Surya's fuming displeasure could have lit the tablecloth on fire.

"Opa, it's okay," Gwen intervened, not wanting to make things any more awkward between Percy and herself. From Alesia, she knew that the oath was less so magical compulsion and more so psychological trickery. Her Sister-in-craft had once boasted to Gwen that when she compelled oaths from felons, she would brand them with fire. That way, each time the miscreants thought about reoffending, the ache from their scars coerced them to reconsider life's choices.

"Ungrateful little weasel," Surya spat, clearly displeased about Percy's challenge of his authority.

The table regained its awkward silence. Once more, the murderous gazes of its inhabitants gathered upon Morye, who happily drank his chardonnay.

Without a doubt, the luncheon was at an end.

"We'll leave it at that." Jonas stood from the table. "We'll be getting ready. As soon as our number five and our documents arrive, we're leaving."

Morye raises a finger to stop the Healer. "Ah, about that…"

Gwen turned sharply to her father.

"Dad, I don't mean to be rude, but why are you here?"

Morye's guilty face turned to face Gwen with a look of helpless consternation, like a sailor who'd been shanghaied by his mates and now found himself bound for Barbados.

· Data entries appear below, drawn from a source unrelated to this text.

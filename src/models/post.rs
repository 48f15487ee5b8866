//! Blog post model

use chrono::{DateTime, Utc};
use serde::{Deserialize, Serialize};

use super::Tag;

/// A blog post owned by its author.
#[derive(Debug, Clone, Serialize, Deserialize)]
pub struct Post {
    pub id: i64,
    pub title: String,
    pub content: String,
    pub author_id: i64,
    pub author_username: String,
    /// Set once, when the post is created
    pub published_date: DateTime<Utc>,
    pub updated_at: DateTime<Utc>,
    pub tags: Vec<Tag>,
    pub comment_count: i64,
}

/// Validated values ready to be written
#[derive(Debug, Clone, PartialEq, Eq)]
pub struct PostRecord {
    pub title: String,
    pub content: String,
    /// Tag names; missing tags are created, existing ones reused by slug
    pub tags: Vec<String>,
}

/// A search term in both forms it is stored in. Titles are stored
/// escaped; content and tag names are stored as written.
#[derive(Debug, Clone, PartialEq, Eq)]
pub struct SearchTerm {
    pub raw: String,
    pub escaped: String,
}

/// Which posts a list request covers
#[derive(Debug, Clone, Default, PartialEq, Eq)]
pub enum PostScope {
    #[default]
    All,
    /// Case-insensitive match on title, content or a tag name
    Search(SearchTerm),
    /// Posts carrying the tag with this slug
    Tag(String),
    /// Posts written by one user
    Author(i64),
}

"I am your fifth man!" he announced with the flourish of a third-rate magician shouting 'ta-da!'

"Yes, excellent, Father." Gwen made an expression akin to seeing her dog shit on the front lawn in front of guests. "So why are you here?"

Morye's face grew tragic with wretchedness.

"I was told that I had to accompany you on this journey because you are a child and thus had to be accompanied by a guardian."

"I am thir… I am Sixteen! Dad, I am not a child! Besides, I have some of the most capable men in the military with me. Not to mention I can take care of myself."

Morye turned to regard the three military men, who grinned at him confidently as if to say "We're happy to leave you behind."

"No!" Morye affected an expression of disbelief and hyperbolic grief. "You don't want me to come?"

"I don't," Gwen said coldly. Her father had already ruined their luncheon, and the man had only been here for an hour. Gwen wanted nothing more than to leave right now, supply or no supply, but she had to wait.

"Good, please call Gunther and tell him that I've been discharged," Morye said quickly, handing Gwen a Message device that was already dialling.

To Gwen's surprise, it connected.

Ding!

A Private Message spell bloomed beside her ear.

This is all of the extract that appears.